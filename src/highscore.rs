use std::cell::Cell;
use std::io::ErrorKind;
use std::path::{Path, PathBuf};

use tracing::{debug, warn};

use crate::error::Result;

/// Somewhere to keep the best score between runs.
pub trait HighScoreStore {
    /// Never fails: anything unreadable counts as no high score yet.
    fn load(&self) -> u32;
    fn save(&self, score: u32) -> Result<()>;
}

/// Stores the score as a decimal number in a plain text file.
#[derive(Debug, Clone)]
pub struct FileHighScoreStore {
    path: PathBuf,
}

impl FileHighScoreStore {
    pub fn new(path: impl Into<PathBuf>) -> Self {
        Self { path: path.into() }
    }

    pub fn path(&self) -> &Path {
        &self.path
    }
}

impl HighScoreStore for FileHighScoreStore {
    fn load(&self) -> u32 {
        let content = match std::fs::read_to_string(&self.path) {
            Ok(content) => content,
            Err(err) if err.kind() == ErrorKind::NotFound => {
                debug!(path = %self.path.display(), "no high score file yet");
                return 0;
            }
            Err(err) => {
                warn!(path = %self.path.display(), %err, "cannot read high score");
                return 0;
            }
        };

        content.trim().parse().unwrap_or_else(|err| {
            warn!(path = %self.path.display(), %err, "ignoring malformed high score");
            0
        })
    }

    fn save(&self, score: u32) -> Result<()> {
        std::fs::write(&self.path, score.to_string())?;
        debug!(path = %self.path.display(), score, "high score saved");
        Ok(())
    }
}

/// Keeps the score for the lifetime of the process only.
#[derive(Debug, Default)]
pub struct MemoryHighScoreStore {
    score: Cell<u32>,
}

impl MemoryHighScoreStore {
    pub fn new(score: u32) -> Self {
        Self { score: Cell::new(score) }
    }
}

impl HighScoreStore for MemoryHighScoreStore {
    fn load(&self) -> u32 {
        self.score.get()
    }

    fn save(&self, score: u32) -> Result<()> {
        self.score.set(score);
        Ok(())
    }
}
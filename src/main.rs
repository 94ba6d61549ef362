use std::fs::File;
use std::path::PathBuf;
use std::sync::Mutex;

use anyhow::{Context, Result};
use clap::Parser;
use tracing_subscriber::EnvFilter;

use snake::app::App;
use snake::config::Settings;
use snake::highscore::{FileHighScoreStore, HighScoreStore, MemoryHighScoreStore};

#[derive(Parser)]
#[command(name = "snake")]
#[command(version, about = "Snake in the terminal")]
struct Cli {
    /// Settings file (TOML)
    #[arg(long, default_value = "snake.toml")]
    config: PathBuf,

    /// Canvas width in cells
    #[arg(long)]
    width: Option<u16>,

    /// Canvas height in cells
    #[arg(long)]
    height: Option<u16>,

    /// Use the whole terminal as the canvas
    #[arg(long)]
    fit: bool,

    /// Border cells between the canvas edge and the play area
    #[arg(long)]
    inset: Option<u16>,

    /// Starting tick interval in milliseconds
    #[arg(long)]
    tick_ms: Option<u64>,

    /// High score file
    #[arg(long)]
    highscore: Option<PathBuf>,

    /// Keep the high score in memory only
    #[arg(long)]
    no_save: bool,

    /// Write logs to this file (filtered by RUST_LOG)
    #[arg(long)]
    log_file: Option<PathBuf>,

    /// Seed for food placement
    #[arg(long)]
    seed: Option<u64>,
}

impl Cli {
    fn apply(&self, settings: &mut Settings) {
        if let Some(width) = self.width {
            settings.game.canvas_width = width;
        }
        if let Some(height) = self.height {
            settings.game.canvas_height = height;
        }
        if self.fit {
            settings.fit_terminal = true;
        }
        if let Some(inset) = self.inset {
            settings.game.inset = inset;
        }
        if let Some(tick_ms) = self.tick_ms {
            settings.speed.tick_interval_ms = tick_ms;
            settings.speed.min_tick_interval_ms = settings.speed.min_tick_interval_ms.min(tick_ms);
        }
        if let Some(path) = &self.highscore {
            settings.highscore_path = path.clone();
        }
        if let Some(path) = &self.log_file {
            settings.log_file = Some(path.clone());
        }
    }
}

// The terminal is taken over while playing, so logs only ever go to a file.
fn init_logging(settings: &Settings) -> Result<()> {
    let Some(path) = &settings.log_file else {
        return Ok(());
    };

    let file = File::create(path)
        .with_context(|| format!("Failed to create log file {}", path.display()))?;
    tracing_subscriber::fmt()
        .with_env_filter(EnvFilter::try_from_default_env().unwrap_or_else(|_| EnvFilter::new("info")))
        .with_writer(Mutex::new(file))
        .with_ansi(false)
        .init();
    Ok(())
}

fn main() -> Result<()> {
    let cli = Cli::parse();

    let mut settings = Settings::load(&cli.config).context("Failed to load settings")?;
    cli.apply(&mut settings);
    init_logging(&settings)?;

    let store: Box<dyn HighScoreStore> = if cli.no_save {
        Box::new(MemoryHighScoreStore::default())
    } else {
        Box::new(FileHighScoreStore::new(settings.highscore_path.clone()))
    };

    let mut app = App::new(settings, store, cli.seed).context("Failed to start game")?;
    app.run().context("Game loop failed")?;

    Ok(())
}
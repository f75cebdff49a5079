//! `gridplot` CLI - render matrix rows as grayscale PNG images.

use std::path::PathBuf;
use std::process::ExitCode;

use anyhow::{Context, Result};
use clap::Parser;
use indicatif::{ProgressBar, ProgressStyle};
use tracing_subscriber::{layer::SubscriberExt, util::SubscriberInitExt};

use gridplot::grid::Matrix;
use gridplot::{
    load_matrix, plot_grid, Frame, ImageSink, MontageSink, Order, PlotOptions, PngSink,
    RenderOptions, ValueRange,
};

/// Render each row of a matrix as a d1 x d2 grayscale image.
#[derive(Parser, Debug)]
#[command(name = "gridplot")]
#[command(version, about, long_about = None)]
struct Args {
    /// Input matrix (.npy, .csv or .tsv), one flattened image per row.
    #[arg(value_name = "INPUT")]
    input: PathBuf,

    /// Grid height (rows per image).
    #[arg(long, value_name = "INT")]
    d1: usize,

    /// Grid width (columns per image).
    #[arg(long, value_name = "INT")]
    d2: usize,

    /// Title attached to every image and used as the file name stem.
    #[arg(short, long, default_value = "")]
    title: String,

    /// Reshape order: c (row-major) or f (column-major).
    #[arg(long, default_value = "c", value_name = "ORDER")]
    order: Order,

    /// Output directory for per-row images.
    #[arg(short, long, default_value = "plots", value_name = "DIR")]
    output: PathBuf,

    /// Write a single tiled sheet to this file instead of one file per row.
    #[arg(long, value_name = "FILE", conflicts_with = "output")]
    montage: Option<PathBuf>,

    /// Pixel block size for each grid cell.
    #[arg(short, long, default_value = "8", value_name = "INT")]
    scale: u32,

    /// Value mapped to black. Requires --vmax.
    #[arg(long, requires = "vmax", allow_negative_numbers = true, value_name = "FLOAT")]
    vmin: Option<f32>,

    /// Value mapped to white. Requires --vmin.
    #[arg(long, requires = "vmin", allow_negative_numbers = true, value_name = "FLOAT")]
    vmax: Option<f32>,

    /// Enable verbose output.
    #[arg(short, long)]
    verbose: bool,
}

/// Sink wrapper advancing a progress bar for every rendered frame.
struct ProgressSink<S> {
    inner: S,
    pb: ProgressBar,
}

impl<S: ImageSink> ImageSink for ProgressSink<S> {
    fn render(&mut self, frame: &Frame<'_>) -> gridplot::Result<()> {
        self.inner.render(frame)?;
        self.pb.inc(1);
        Ok(())
    }

    fn finish(&mut self) -> gridplot::Result<()> {
        self.pb.finish_and_clear();
        self.inner.finish()
    }
}

fn main() -> ExitCode {
    let args = Args::parse();

    // Initialize logging
    let log_level = if args.verbose { "debug" } else { "info" };
    tracing_subscriber::registry()
        .with(
            tracing_subscriber::EnvFilter::try_from_default_env()
                .unwrap_or_else(|_| format!("gridplot={log_level}").into()),
        )
        .with(tracing_subscriber::fmt::layer().with_target(false))
        .init();

    if let Err(err) = run(&args) {
        tracing::error!("{err:#}");
        return ExitCode::FAILURE;
    }

    ExitCode::SUCCESS
}

fn run(args: &Args) -> Result<()> {
    if !args.input.exists() {
        anyhow::bail!("Input file does not exist: {}", args.input.display());
    }

    let render = RenderOptions {
        scale: args.scale,
        range: match (args.vmin, args.vmax) {
            (Some(vmin), Some(vmax)) => ValueRange::Fixed { vmin, vmax },
            _ => ValueRange::Auto,
        },
    };
    let options = PlotOptions {
        title: args.title.clone(),
        order: args.order,
    };

    let x = load_matrix(&args.input).context("Failed to load input matrix")?;

    let pb = ProgressBar::new(x.nrows() as u64);
    pb.set_style(
        ProgressStyle::default_bar()
            .template("{spinner:.green} Rendering [{bar:40.cyan/blue}] {pos}/{len}")
            .expect("valid template")
            .progress_chars("#>-"),
    );

    let (count, destination) = match &args.montage {
        Some(path) => {
            let sink = MontageSink::new(path, render).context("Failed to set up montage")?;
            (render_rows(&x, args, &options, sink, pb)?, path)
        }
        None => {
            let sink = PngSink::new(&args.output, render).context("Failed to set up output")?;
            (render_rows(&x, args, &options, sink, pb)?, &args.output)
        }
    };

    println!("Rendered {count} images into {}", destination.display());

    Ok(())
}

/// Drive `plot_grid` through `sink` while advancing `pb`.
fn render_rows<S: ImageSink>(
    x: &Matrix,
    args: &Args,
    options: &PlotOptions,
    sink: S,
    pb: ProgressBar,
) -> Result<usize> {
    let mut sink = ProgressSink { inner: sink, pb };
    plot_grid(x.view(), args.d1, args.d2, options, &mut sink).context("Failed to plot grid")
}
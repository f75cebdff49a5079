//! Grayscale rendering of grids.

mod render;

pub use render::{render_gray, RenderOptions, ValueRange};

/// Default pixel block size for each grid cell.
pub const DEFAULT_SCALE: u32 = 8;

/// Number of gray levels in the colormap.
pub const GRAY_LEVELS: u32 = 256;
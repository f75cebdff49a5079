//! All frames of a plot tiled into a single sheet.

use std::path::{Path, PathBuf};

use image::{imageops, GrayImage, Luma};

use crate::error::{Error, Result};
use crate::image::{render_gray, RenderOptions};

use super::{Frame, ImageSink};

/// Gutter between tiles, in pixels.
const TILE_GAP: u32 = 2;

/// Sheet background.
const BACKGROUND: Luma<u8> = Luma([255]);

/// Sink that collects frames and writes them as one tiled PNG on `finish`.
///
/// Tiles are laid out row by row, `ceil(sqrt(n))` per row.
#[derive(Debug)]
pub struct MontageSink {
    path: PathBuf,
    options: RenderOptions,
    tiles: Vec<GrayImage>,
}

impl MontageSink {
    /// Create a sink writing the sheet to `path`.
    ///
    /// # Errors
    ///
    /// Returns an error if the options are invalid.
    pub fn new<P: AsRef<Path>>(path: P, options: RenderOptions) -> Result<Self> {
        options.validate()?;

        Ok(Self {
            path: path.as_ref().to_path_buf(),
            options,
            tiles: Vec::new(),
        })
    }

    /// Output path of the sheet.
    #[must_use]
    pub fn path(&self) -> &Path {
        &self.path
    }

    /// Frames waiting for `finish`.
    #[must_use]
    pub fn pending(&self) -> usize {
        self.tiles.len()
    }

    /// Tile the pending frames into one image.
    ///
    /// # Errors
    ///
    /// Returns an error if the sheet would not fit in `u32` pixels.
    fn compose(&self) -> Result<GrayImage> {
        let count = self.tiles.len();
        let columns = grid_columns(count);
        let rows = count.div_ceil(columns);

        let tile_width = self.tiles.iter().map(GrayImage::width).max().unwrap_or(0);
        let tile_height = self.tiles.iter().map(GrayImage::height).max().unwrap_or(0);

        let extent = |cells: usize, tile: u32| -> Option<u32> {
            let cells = u32::try_from(cells).ok()?;
            cells
                .checked_mul(tile.checked_add(TILE_GAP)?)?
                .checked_add(TILE_GAP)
        };
        let (Some(width), Some(height)) = (extent(columns, tile_width), extent(rows, tile_height))
        else {
            return Err(Error::UnsupportedDimensions {
                width: columns,
                height: rows,
                reason: "montage too large".to_string(),
            });
        };

        let mut sheet = GrayImage::from_pixel(width, height, BACKGROUND);
        for (i, tile) in self.tiles.iter().enumerate() {
            let x = TILE_GAP + (i % columns) as u32 * (tile_width + TILE_GAP);
            let y = TILE_GAP + (i / columns) as u32 * (tile_height + TILE_GAP);
            imageops::replace(&mut sheet, tile, i64::from(x), i64::from(y));
        }

        Ok(sheet)
    }
}

impl ImageSink for MontageSink {
    fn render(&mut self, frame: &Frame<'_>) -> Result<()> {
        self.tiles.push(render_gray(frame.grid, &self.options)?);
        Ok(())
    }

    fn finish(&mut self) -> Result<()> {
        if self.tiles.is_empty() {
            tracing::debug!("No frames, skipping montage {}", self.path.display());
            return Ok(());
        }

        let sheet = self.compose()?;
        sheet.save(&self.path).map_err(|source| Error::ImageSave {
            path: self.path.clone(),
            source,
        })?;

        tracing::info!(
            "Wrote montage of {} frames to {}",
            self.tiles.len(),
            self.path.display()
        );
        self.tiles.clear();
        Ok(())
    }
}

/// Columns of a near-square layout for `count` tiles.
#[allow(
    clippy::cast_possible_truncation,
    clippy::cast_sign_loss,
    clippy::cast_precision_loss
)]
fn grid_columns(count: usize) -> usize {
    let mut columns = (count as f64).sqrt() as usize;
    while columns * columns < count {
        columns += 1;
    }
    columns.max(1)
}

#[cfg(test)]
mod tests {
    use super::*;
    use crate::grid::{plot_grid, PlotOptions};
    use ndarray::Array2;

    #[test]
    fn test_grid_columns() {
        assert_eq!(grid_columns(0), 1);
        assert_eq!(grid_columns(1), 1);
        assert_eq!(grid_columns(2), 2);
        assert_eq!(grid_columns(4), 2);
        assert_eq!(grid_columns(5), 3);
        assert_eq!(grid_columns(10), 4);
    }

    #[test]
    fn test_writes_single_sheet() {
        let dir = tempfile::tempdir().unwrap();
        let path = dir.path().join("sheet.png");
        let options = RenderOptions {
            scale: 2,
            ..RenderOptions::default()
        };
        let mut sink = MontageSink::new(&path, options).unwrap();
        let x = Array2::from_shape_fn((5, 6), |(i, j)| (i * 6 + j) as f32);

        let count = plot_grid(x.view(), 2, 3, &PlotOptions::default(), &mut sink).unwrap();

        assert_eq!(count, 5);
        assert_eq!(sink.pending(), 0);

        // 5 tiles of 6x4 pixels in 3 columns and 2 rows.
        let sheet = image::open(&path).unwrap().to_luma8();
        assert_eq!(sheet.dimensions(), (3 * 8 + 2, 2 * 6 + 2));
        assert_eq!(sheet.get_pixel(0, 0)[0], 255);
        assert_eq!(sheet.get_pixel(TILE_GAP, TILE_GAP)[0], 0);
        assert_eq!(std::fs::read_dir(dir.path()).unwrap().count(), 1);
    }

    #[test]
    fn test_empty_plot_writes_nothing() {
        let dir = tempfile::tempdir().unwrap();
        let path = dir.path().join("sheet.png");
        let mut sink = MontageSink::new(&path, RenderOptions::default()).unwrap();
        let x = Array2::<f32>::zeros((0, 4));

        plot_grid(x.view(), 2, 2, &PlotOptions::default(), &mut sink).unwrap();

        assert!(!path.exists());
    }
}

Assignment ::
Whenever the string "version" shows up in a line above, copy that line.

Answer box ::
#[command(version, about = "Snake in the terminal")]
#[command(version, about, long_about = None)]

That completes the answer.